Someone else’s memory.
How long? Yesterday? A dozen years? A hundred?
Twenty.
Twenty years ago, and two million kilometers away from a star that she knew was Xi Virginis.
Adam wore a form that was recognizably human, but however human his body appeared, it was not human, and it floated in hard vacuum, bombarded by radiation, where no human body could ever live.
Adam stretched his arms, naked before the burning white orb of Xi Virginis. Two million kilometers from the surface of the star, he floated within the corona, blasted by heat, magnetism, and radiation that attempted to tear apart his physical form. At the same time, the molecule-sized machines that repaired his body sucked their power from the energy-saturated environment.
It was a battle that, at this distance, the star lost. Adam chose his location because it was the equilibrium point. Any closer, and the machines would not be able to repair his vessel quickly enough in the face of the radiant bombardment.
Adam looked into the star with eyes that had been rebuilt to accommodate luminosities a million times beyond those a human eye perceived. Behind him, a complex net of sensors captured a spectra a thousand times broader and fed the data directly into his consciousness. He saw the granular texture of the photosphere two million kilometers below, the raging dark storms throwing gossamer filaments deep into space—in some cases beyond the orbit in which he floated.
The flares did not concern him, because he was not only here. Adam embraced the star Xi Virginis from a thousand distinct points around the equator, all watching with the same mind, the same desire, the same anticipation. The loss of some to the star below was only to be expected. Like the star system itself, Adam’s bodies were only matter and energy. Mutable. Disposable.
As Adam watched with two thousand eyes, ninety-five spheres drifted past him in equally spaced, degrading orbits. Each was dead black and lightless against the stellar photosphere, its radiation emission nothing compared to the energies blasting from the star. As each passed beneath Adam, he could see a gravitational lens distorting the photosphere beyond, the only sign of the incredible mass hidden within the darkness of each object. Mass each one shared with a twin that was already light-years away. Mass that had once been part of the Xi Virginis planetary system—a planetary system that no longer existed.
Each passed below him in a carefully timed equatorial orbit, one after the other. By the time the first had gone a full circuit, it had become detectable only by the distortions its mass made in the visible surface of the star.

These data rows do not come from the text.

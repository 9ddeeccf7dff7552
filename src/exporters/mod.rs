// SPDX-License-Identifier: Apache-2.0

pub mod blackhole;
pub mod debug;
pub mod otlp;

#[cfg(test)]
pub(crate) mod testing;

use crate::topology::payload::Batch;
use futures::future::BoxFuture;

/// Failure reported by an exporter for one batch or during shutdown.
#[derive(Debug, Clone, PartialEq, Eq, thiserror::Error)]
pub enum ExportError {
    #[error("export failed: {0}")]
    Failed(String),

    #[error("export did not complete within {0:?}")]
    Timeout(std::time::Duration),

    #[error("exporter panicked: {0}")]
    Panicked(String),

    #[error("exporters have shut down")]
    Closed,
}

/// A consumer of batches. Exporters, and the fan-out that groups them, implement this.
///
/// Implementations must tolerate concurrent `export` calls from several span buffers.
pub trait Sink: Send + Sync {
    fn name(&self) -> &str;

    fn export(&self, batch: Batch) -> BoxFuture<'_, Result<(), ExportError>>;

    /// Releases exporter resources. Called exactly once, after the last export.
    fn shutdown(&self) -> BoxFuture<'_, Result<(), ExportError>> {
        Box::pin(futures::future::ok(()))
    }
}
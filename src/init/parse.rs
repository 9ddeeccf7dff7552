// SPDX-License-Identifier: Apache-2.0

use serde::{Deserialize, Deserializer};
use std::error::Error;
use std::net::SocketAddr;
use std::time::Duration;

/// Parse an endpoint
pub fn parse_endpoint(s: &str) -> Result<SocketAddr, Box<dyn Error + Send + Sync + 'static>> {
    // Use actual localhost address instead of localhost name
    let s = if s.starts_with("localhost:") {
        s.replace("localhost:", "127.0.0.1:")
    } else {
        s.to_string()
    };
    let sa: SocketAddr = s.parse()?;
    Ok(sa)
}

// Durations are written as humantime strings ("800ms", "5s"), or as a bare integer
// of milliseconds. Environment overrides of integer-looking values arrive as numbers.
#[derive(Deserialize)]
#[serde(untagged)]
enum DurationValue {
    Millis(u64),
    Text(String),
}

pub(crate) fn deser_duration<'de, D>(deserializer: D) -> Result<Duration, D::Error>
where
    D: Deserializer<'de>,
{
    match DurationValue::deserialize(deserializer)? {
        DurationValue::Millis(ms) => Ok(Duration::from_millis(ms)),
        DurationValue::Text(s) => {
            let s = s.trim();
            if let Ok(ms) = s.parse::<u64>() {
                return Ok(Duration::from_millis(ms));
            }
            humantime::parse_duration(s)
                .map_err(|e| serde::de::Error::custom(format!("invalid duration `{}`: {}", s, e)))
        }
    }
}

#[cfg(test)]
mod test {
    use super::*;
    use tokio_test::assert_ok;

    #[test]
    fn endpoint_parse() {
        let sa = parse_endpoint("localhost:55678");
        assert_ok!(sa);
        let sa = sa.unwrap();
        assert!(sa.is_ipv4());
        assert_eq!("127.0.0.1", sa.ip().to_string());
        assert_eq!(55678, sa.port());

        let sa = parse_endpoint("[::1]:55679");
        assert_ok!(sa);
        let sa = sa.unwrap();
        assert!(sa.is_ipv6());
        assert_eq!("::1", sa.ip().to_string());

        let sa = parse_endpoint("0.0.0.0:1234");
        assert_ok!(sa);
        assert_eq!("0.0.0.0", sa.unwrap().ip().to_string());

        assert!(parse_endpoint("localhost").is_err());
        assert!(parse_endpoint("example.com:80").is_err());
    }

    #[derive(Deserialize, Debug)]
    struct DurationConfig {
        #[serde(deserialize_with = "deser_duration")]
        value: Duration,
    }

    fn from_yaml(yaml: &str) -> Result<DurationConfig, figment::Error> {
        use figment::Figment;
        use figment::providers::{Format, Yaml};
        Figment::new().merge(Yaml::string(yaml)).extract()
    }

    #[test]
    fn duration_from_humantime_string() {
        assert_eq!(Duration::from_millis(800), from_yaml("value: 800ms").unwrap().value);
        assert_eq!(Duration::from_secs(90), from_yaml("value: 1m 30s").unwrap().value);
        assert_eq!(Duration::ZERO, from_yaml("value: 0s").unwrap().value);
    }

    #[test]
    fn duration_from_integer_millis() {
        assert_eq!(Duration::from_millis(1500), from_yaml("value: 1500").unwrap().value);
        assert_eq!(Duration::from_millis(250), from_yaml("value: \"250\"").unwrap().value);
    }

    #[test]
    fn invalid_duration() {
        let err = from_yaml("value: soon").unwrap_err();
        assert!(err.to_string().contains("invalid duration"));
    }
}
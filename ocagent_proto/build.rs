use tonic_build::manual::{Builder, Method, Service};

fn main() {
    println!("cargo::rerun-if-changed=build.rs");

    let trace = Service::builder()
        .name("TraceService")
        .package("opencensus.proto.agent.trace.v1")
        .method(
            Method::builder()
                .name("export")
                .route_name("Export")
                .input_type("crate::agent::trace::v1::ExportTraceServiceRequest")
                .output_type("crate::agent::trace::v1::ExportTraceServiceResponse")
                .codec_path("tonic::codec::ProstCodec")
                .client_streaming()
                .server_streaming()
                .build(),
        )
        .build();

    let interaction = Service::builder()
        .name("InteractionService")
        .package("opencensus.proto.agent.interaction.v1")
        .method(
            Method::builder()
                .name("export")
                .route_name("Export")
                .input_type("crate::agent::interaction::v1::ExportInteractionServiceRequest")
                .output_type("crate::agent::interaction::v1::ExportInteractionServiceResponse")
                .codec_path("tonic::codec::ProstCodec")
                .client_streaming()
                .server_streaming()
                .build(),
        )
        .build();

    Builder::new().compile(&[trace, interaction]);
}
// SPDX-License-Identifier: Apache-2.0

pub mod bounded_channel;
pub mod exporters;
pub mod init;
pub mod listener;
pub mod receivers;
pub mod telemetry;
pub mod topology;
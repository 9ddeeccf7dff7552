// SPDX-License-Identifier: Apache-2.0

//! Sinks used by unit tests across the crate.

use crate::exporters::{ExportError, Sink};
use crate::topology::payload::Batch;
use futures::future::BoxFuture;
use std::sync::atomic::{AtomicUsize, Ordering};
use std::sync::{Arc, Mutex};
use std::time::Duration;
use tokio::sync::{Semaphore, mpsc};

#[derive(Clone, Default)]
pub(crate) struct RecordingSink {
    batches: Arc<Mutex<Vec<Batch>>>,
    shutdowns: Arc<AtomicUsize>,
}

impl RecordingSink {
    pub(crate) fn batches(&self) -> Vec<Batch> {
        self.batches.lock().unwrap().clone()
    }

    pub(crate) fn record_count(&self) -> usize {
        self.batches().iter().map(|b| b.len()).sum()
    }

    pub(crate) fn shutdowns(&self) -> usize {
        self.shutdowns.load(Ordering::SeqCst)
    }

    /// Polls until at least `n` batches arrived or the timeout elapses.
    pub(crate) async fn wait_for_batches(&self, n: usize, timeout: Duration) -> Vec<Batch> {
        let deadline = tokio::time::Instant::now() + timeout;
        loop {
            let batches = self.batches();
            if batches.len() >= n || tokio::time::Instant::now() >= deadline {
                return batches;
            }
            tokio::time::sleep(Duration::from_millis(5)).await;
        }
    }
}

impl Sink for RecordingSink {
    fn name(&self) -> &str {
        "recording"
    }

    fn export(&self, batch: Batch) -> BoxFuture<'_, Result<(), ExportError>> {
        self.batches.lock().unwrap().push(batch);
        Box::pin(futures::future::ok(()))
    }

    fn shutdown(&self) -> BoxFuture<'_, Result<(), ExportError>> {
        self.shutdowns.fetch_add(1, Ordering::SeqCst);
        Box::pin(futures::future::ok(()))
    }
}

pub(crate) struct FailingSink;

impl Sink for FailingSink {
    fn name(&self) -> &str {
        "failing"
    }

    fn export(&self, _batch: Batch) -> BoxFuture<'_, Result<(), ExportError>> {
        Box::pin(futures::future::err(ExportError::Failed(
            "backend unavailable".to_string(),
        )))
    }

    fn shutdown(&self) -> BoxFuture<'_, Result<(), ExportError>> {
        Box::pin(futures::future::err(ExportError::Failed(
            "connection reset".to_string(),
        )))
    }
}

pub(crate) struct PanickingSink;

impl Sink for PanickingSink {
    fn name(&self) -> &str {
        "panicking"
    }

    fn export(&self, _batch: Batch) -> BoxFuture<'_, Result<(), ExportError>> {
        panic!("exporter bug")
    }

    fn shutdown(&self) -> BoxFuture<'_, Result<(), ExportError>> {
        Box::pin(futures::future::lazy(|_| -> Result<(), ExportError> {
            panic!("shutdown bug")
        }))
    }
}

/// Never completes an export or a shutdown.
pub(crate) struct HangingSink;

impl Sink for HangingSink {
    fn name(&self) -> &str {
        "hanging"
    }

    fn export(&self, _batch: Batch) -> BoxFuture<'_, Result<(), ExportError>> {
        Box::pin(futures::future::pending())
    }

    fn shutdown(&self) -> BoxFuture<'_, Result<(), ExportError>> {
        Box::pin(futures::future::pending())
    }
}

/// Signals when an export starts, then blocks until the test releases a permit.
pub(crate) struct GatedSink {
    pub(crate) inner: RecordingSink,
    entered: mpsc::UnboundedSender<()>,
    release: Arc<Semaphore>,
}

impl GatedSink {
    pub(crate) fn new() -> (Self, mpsc::UnboundedReceiver<()>, Arc<Semaphore>) {
        let (entered, entered_rx) = mpsc::unbounded_channel();
        let release = Arc::new(Semaphore::new(0));
        let sink = Self {
            inner: RecordingSink::default(),
            entered,
            release: release.clone(),
        };
        (sink, entered_rx, release)
    }
}

impl Sink for GatedSink {
    fn name(&self) -> &str {
        "gated"
    }

    fn export(&self, batch: Batch) -> BoxFuture<'_, Result<(), ExportError>> {
        Box::pin(async move {
            let _ = self.entered.send(());
            let permit = self.release.acquire().await.unwrap();
            permit.forget();
            self.inner.export(batch).await
        })
    }
}

/// Exports never complete on their own. Tracks whether shutdown was requested while an
/// export was still pending.
#[derive(Clone, Default)]
pub(crate) struct StallingSink {
    exports: Arc<AtomicUsize>,
    pending: Arc<AtomicUsize>,
    shutdowns: Arc<AtomicUsize>,
    shutdowns_while_pending: Arc<AtomicUsize>,
}

struct PendingExport(Arc<AtomicUsize>);

impl Drop for PendingExport {
    fn drop(&mut self) {
        self.0.fetch_sub(1, Ordering::SeqCst);
    }
}

impl StallingSink {
    pub(crate) fn exports(&self) -> usize {
        self.exports.load(Ordering::SeqCst)
    }

    pub(crate) fn pending(&self) -> usize {
        self.pending.load(Ordering::SeqCst)
    }

    pub(crate) fn shutdowns(&self) -> usize {
        self.shutdowns.load(Ordering::SeqCst)
    }

    pub(crate) fn shutdowns_while_pending(&self) -> usize {
        self.shutdowns_while_pending.load(Ordering::SeqCst)
    }
}

impl Sink for StallingSink {
    fn name(&self) -> &str {
        "stalling"
    }

    fn export(&self, _batch: Batch) -> BoxFuture<'_, Result<(), ExportError>> {
        self.exports.fetch_add(1, Ordering::SeqCst);
        self.pending.fetch_add(1, Ordering::SeqCst);
        let guard = PendingExport(self.pending.clone());
        Box::pin(async move {
            let _guard = guard;
            futures::future::pending::<Result<(), ExportError>>().await
        })
    }

    fn shutdown(&self) -> BoxFuture<'_, Result<(), ExportError>> {
        self.shutdowns.fetch_add(1, Ordering::SeqCst);
        if self.pending() > 0 {
            self.shutdowns_while_pending.fetch_add(1, Ordering::SeqCst);
        }
        Box::pin(futures::future::ok(()))
    }
}
// SPDX-License-Identifier: Apache-2.0

pub mod batch;
pub mod fanout;
pub mod payload;
pub mod span_buffer;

At the third circuit, their degrading orbits took Adam’s creations below the photosphere, past the point where the star’s energies would break any normal matter into its constituent atoms.
However, the ninety-five spheres were not normal matter. They weren’t matter at all in the conventional sense. Each was a wormhole torn in the fabric of space, leading to another place years separated in space and time. Each one constructed on the same principles that had been used in the first wave of human colonization four centuries ago.
Of course, never had so many been constructed at once. The mass and energy required had consumed the vast majority of the Xi Virginis planetary system.
What Adam needed to do with his ninety-five wormholes required substantially more matter and energy.
Below him, the star began to change. A dark thread appeared on the equator, bisecting the boiling photosphere. Not quite a single line, but a series of long trails marking each wormhole’s transit below the star’s visible surface. Black sunspots feathering across the surface, each millions of kilometers long and a thousand Kelvin cooler than the rest of the surface. Plumes of plasma burst upward from the cometlike head of each dark sunspot, as if the star was losing its life’s blood, as if the star itself knew it was dying.
As one, a thousand Adams smiled.
When she finished watching the alien memory she had reconstructed, she thought to herself, What the hell have I agreed to?
It was with a deepening dread she realized that the fragment she had just seen with her own mind’s eye was one of several thousand that had been scattered throughout her consciousness.
She wondered if Adam knew what she remembered.
CHAPTER ELEVEN
Born Again
“No one is absolutely certain what they will do in a crisis.”
—The Cynic’s Book of Wisdom
“The past at least is secure.”
—DANIEL WEBSTER (1782-1852)
Date: 2526.6.5 (Standard) Wormhole Σ Dra III-Sigma Draconis
Lieutenant Toni Valentine had spent the four days since her twin’s arrival alternating between talking to Styx Command and doing her own analysis of the dead scout ship’s brain. Both were exercises in frustration.
Styx Command had about twenty screens’ worth of questions above and beyond the standard ghost debrief. And while the follow-up by Command was queued up behind a bunch of other intelligence matters that were above her pay grade, the last word was to expect someone from Command within twelve to seventy-two hours.
The sooner the better; Toni didn’t know if it was good procedure for her to debrief herself. Let her twin recover in the medbay until someone else showed up. It would make Toni’s life easer.
It should, anyway.
The fact was, the nature of this ghost plagued Toni with an unprofessional curiosity, and it was all she could do not to pop the medbay and shoot her twin full of stimulants so she could ask her what the hell happened.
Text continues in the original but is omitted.